Diluviaba en media España aquella semana de otoño, pero el jarro de agua fría que le iba a echar su madre encima no se lo esperaba. Dirigiéndose a su marido con intención de acelerar el final de aquel tema, su madre pronunció aquellas malditas palabras: “¿Le has preguntado lo del chico ese, Héctor?”. Germán se incorporó súbitamente, apretando los labios igual que sus puños que colocó a ambos lados del teclado.Pegó su frente al borde superior de la pantalla del ordenador y clavó su mirada furiosa sobre los ojos de aquel híbrido de mujer que parecían sonreir ahora, satánicamente, desde la pantalla. “Mi novia, mis padres, y ahora mi amigo.
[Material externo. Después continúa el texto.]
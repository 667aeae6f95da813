//! Domain ports (traits)
//!
//! Port traits define interfaces that the domain layer requires.
//! Adapters provide concrete implementations of these traits.

pub mod notifier;
pub mod payment_gateway;
pub mod repositories;

pub use notifier::Notifier;
pub use payment_gateway::{
    FondyCallback, GatewayCallback, GatewayKind, GatewayPayload, PaymentGateway,
    PaymentLinkRequest, PaymentOutcome,
};
pub use repositories::{
    ModuleRepository, OfferRepository, OrderRepository, PromocodeRepository, StudentRepository,
};
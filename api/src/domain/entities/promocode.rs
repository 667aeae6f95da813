//! Promocode domain entity

use chrono::{DateTime, Utc};
use serde::{Deserialize, Serialize};

use super::offer::OfferId;
use super::SchoolId;

uuid_id!(
    /// Unique identifier for a promocode
    PromocodeId
);

/// A time-limited percentage discount applicable to specific offers
#[derive(Debug, Clone, Serialize, Deserialize)]
pub struct Promocode {
    pub id: PromocodeId,
    pub school_id: SchoolId,
    pub code: String,
    /// Discount percentage, 0 to 100
    pub discount: u8,
    pub expires_at: DateTime<Utc>,
    pub offers: Vec<OfferId>,
}

impl Promocode {
    /// A promocode is usable strictly before its expiry instant
    pub fn is_valid_at(&self, now: DateTime<Utc>) -> bool {
        self.expires_at > now
    }

    pub fn applies_to(&self, offer_id: &OfferId) -> bool {
        self.offers.contains(offer_id)
    }
}
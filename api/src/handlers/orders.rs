//! Order handlers
//!
//! Checkout, order lookup and the per-school order listing.

use axum::{
    extract::{Path, Query, State},
    http::StatusCode,
    Json,
};
use chrono::{DateTime, Utc};
use serde::{Deserialize, Serialize};
use uuid::Uuid;

use crate::app::CreateOrder;
use crate::domain::entities::{
    OfferId, Order, OrderFilter, OrderId, OrderPage, OrderStatus, PromocodeId, SchoolId, StudentId,
    DEFAULT_PAGE_LIMIT,
};
use crate::domain::ports::GatewayKind;
use crate::error::AppError;
use crate::AppState;

/// Request to create an order and start checkout
#[derive(Debug, Deserialize)]
pub struct CreateOrderRequest {
    pub student_id: Uuid,
    pub offer_id: Uuid,
    #[serde(default)]
    pub promocode_id: Option<Uuid>,
    /// Payment provider; defaults to Fondy
    #[serde(default)]
    pub gateway: Option<String>,
}

#[derive(Debug, Serialize)]
pub struct TransactionResponse {
    pub status: OrderStatus,
    pub created_at: DateTime<Utc>,
}

fn transaction_responses(order: &mut Order) -> Vec<TransactionResponse> {
    order
        .transactions
        .drain(..)
        .map(|t| TransactionResponse {
            status: t.status,
            created_at: t.created_at,
        })
        .collect()
}

/// Full order view for admin listings
#[derive(Debug, Serialize)]
pub struct OrderResponse {
    pub id: String,
    pub school_id: String,
    pub student_id: String,
    pub student_name: String,
    pub student_email: String,
    pub offer_id: String,
    pub offer_name: String,
    pub promocode: Option<String>,
    pub amount: u64,
    pub currency: String,
    pub status: OrderStatus,
    pub created_at: DateTime<Utc>,
    pub transactions: Vec<TransactionResponse>,
}

impl From<Order> for OrderResponse {
    fn from(mut order: Order) -> Self {
        let transactions = transaction_responses(&mut order);
        Self {
            id: order.id.to_string(),
            school_id: order.school_id.to_string(),
            student_id: order.student.id.to_string(),
            student_name: order.student.name,
            student_email: order.student.email,
            offer_id: order.offer.id.to_string(),
            offer_name: order.offer.name,
            promocode: order.promo.map(|p| p.code),
            amount: order.amount,
            currency: order.currency,
            status: order.status,
            created_at: order.created_at,
            transactions,
        }
    }
}

/// Order view for unauthenticated callers; carries no student data
#[derive(Debug, Serialize)]
pub struct PublicOrderResponse {
    pub id: String,
    pub offer_id: String,
    pub offer_name: String,
    pub promocode: Option<String>,
    pub amount: u64,
    pub currency: String,
    pub status: OrderStatus,
    pub created_at: DateTime<Utc>,
    pub transactions: Vec<TransactionResponse>,
}

impl From<Order> for PublicOrderResponse {
    fn from(mut order: Order) -> Self {
        let transactions = transaction_responses(&mut order);
        Self {
            id: order.id.to_string(),
            offer_id: order.offer.id.to_string(),
            offer_name: order.offer.name,
            promocode: order.promo.map(|p| p.code),
            amount: order.amount,
            currency: order.currency,
            status: order.status,
            created_at: order.created_at,
            transactions,
        }
    }
}

#[derive(Debug, Serialize)]
pub struct CheckoutResponse {
    pub order: PublicOrderResponse,
    pub checkout_url: String,
}

/// Query parameters for listing a school's orders
#[derive(Debug, Deserialize)]
pub struct ListOrdersQuery {
    #[serde(default = "default_page")]
    pub page: u64,
    #[serde(default = "default_limit")]
    pub limit: u64,
    #[serde(default)]
    pub search: Option<String>,
    #[serde(default)]
    pub status: Option<String>,
    #[serde(default)]
    pub from: Option<DateTime<Utc>>,
    #[serde(default)]
    pub to: Option<DateTime<Utc>>,
}

fn default_page() -> u64 {
    1
}

fn default_limit() -> u64 {
    DEFAULT_PAGE_LIMIT
}

impl ListOrdersQuery {
    fn into_filter(self) -> Result<OrderFilter, AppError> {
        let status = self
            .status
            .filter(|s| !s.is_empty())
            .map(|s| s.parse::<OrderStatus>())
            .transpose()
            .map_err(AppError::BadRequest)?;

        Ok(OrderFilter {
            search: self.search,
            status,
            created_from: self.from,
            created_to: self.to,
            page: self.page,
            limit: self.limit,
        })
    }
}

#[derive(Debug, Serialize)]
pub struct OrderListResponse {
    pub items: Vec<OrderResponse>,
    pub total: u64,
    pub page: u64,
    pub limit: u64,
}

impl From<OrderPage> for OrderListResponse {
    fn from(page: OrderPage) -> Self {
        Self {
            items: page.items.into_iter().map(OrderResponse::from).collect(),
            total: page.total,
            page: page.page,
            limit: page.limit,
        }
    }
}

/// POST /schools/:school_id/orders
///
/// Create an order and return the gateway checkout link.
pub async fn create_order(
    State(state): State<AppState>,
    Path(school_id): Path<Uuid>,
    Json(req): Json<CreateOrderRequest>,
) -> Result<(StatusCode, Json<CheckoutResponse>), AppError> {
    let kind = match req.gateway.as_deref() {
        Some(name) => name.parse::<GatewayKind>()?,
        None => GatewayKind::Fondy,
    };

    let request = CreateOrder {
        school_id: SchoolId(school_id),
        student_id: StudentId(req.student_id),
        offer_id: OfferId(req.offer_id),
        promocode_id: req.promocode_id.map(PromocodeId),
    };

    let (order, checkout_url) = state.order_service.checkout(&request, kind).await?;

    Ok((
        StatusCode::CREATED,
        Json(CheckoutResponse {
            order: order.into(),
            checkout_url,
        }),
    ))
}

/// GET /orders/:id
pub async fn get_order(
    State(state): State<AppState>,
    Path(id): Path<Uuid>,
) -> Result<Json<PublicOrderResponse>, AppError> {
    let order = state.order_service.get_by_id(&OrderId(id)).await?;
    Ok(Json(order.into()))
}

/// GET /schools/:school_id/orders
///
/// Search and page through a school's orders, newest first.
pub async fn list_school_orders(
    State(state): State<AppState>,
    Path(school_id): Path<Uuid>,
    Query(query): Query<ListOrdersQuery>,
) -> Result<Json<OrderListResponse>, AppError> {
    let filter = query.into_filter()?;
    let page = state
        .order_service
        .list_by_school(&SchoolId(school_id), filter)
        .await?;
    Ok(Json(page.into()))
}
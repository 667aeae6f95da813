//! Offer, package and module entities
//!
//! An offer is a purchasable bundle of packages; a package is a bundle of
//! course modules. Only the parts the payment flow reads are modelled here.

use serde::{Deserialize, Serialize};

use super::SchoolId;

uuid_id!(
    /// Unique identifier for an offer
    OfferId
);
uuid_id!(
    /// Unique identifier for a package of modules
    PackageId
);
uuid_id!(
    /// Unique identifier for a course module
    ModuleId
);
uuid_id!(
    /// Unique identifier for a course
    CourseId
);

/// A purchasable bundle of course packages
#[derive(Debug, Clone, Serialize, Deserialize)]
pub struct Offer {
    pub id: OfferId,
    pub school_id: SchoolId,
    pub name: String,
    /// Price in minor currency units
    pub price: u64,
    pub currency: String,
    pub packages: Vec<PackageId>,
}

impl Offer {
    pub fn belongs_to(&self, school_id: &SchoolId) -> bool {
        self.school_id == *school_id
    }
}

/// A course module, reachable from an offer through its package
#[derive(Debug, Clone, Serialize, Deserialize)]
pub struct Module {
    pub id: ModuleId,
    pub course_id: CourseId,
    pub package_id: PackageId,
    pub name: String,
}
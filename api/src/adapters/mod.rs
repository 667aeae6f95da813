//! Adapters layer
//!
//! Implementations of port traits for external systems.

pub mod fondy;
pub mod mailer;
pub mod postgres;

pub use fondy::{FondyConfig, FondyGateway};
pub use mailer::{HttpMailer, LogNotifier, Mailer};
pub use postgres::{
    PostgresModuleRepository, PostgresOfferRepository, PostgresOrderRepository,
    PostgresPromocodeRepository, PostgresStudentRepository,
};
Nota mental: estás obsesionada en hacer un largo viaje en invierno, conmigo.”

“¿Y bien?”, le preguntó su padre. “Nada papá”. Permaneció un momento en silencio antes de contestar: “Los ángeles existen, es sólo que… cuando no tienen alas, les llamamos amigos”.

escriba en blanco, no le denunciarán

Schubert-Der Lindenbaum. ciclo “Winterreise” (Viaggio d’inverno)

4 respuestas a Winterreise – Viaggio d’inverno

  1. Luis Amezaga dice:

    Sin alas, amigos. ¿Y con plumas?

  2. johnymepeino dice:

    Admitimos “Avestruz” como respuesta

  3. mahaya dice:

    Gallina podria ser otra respuesta ¿no?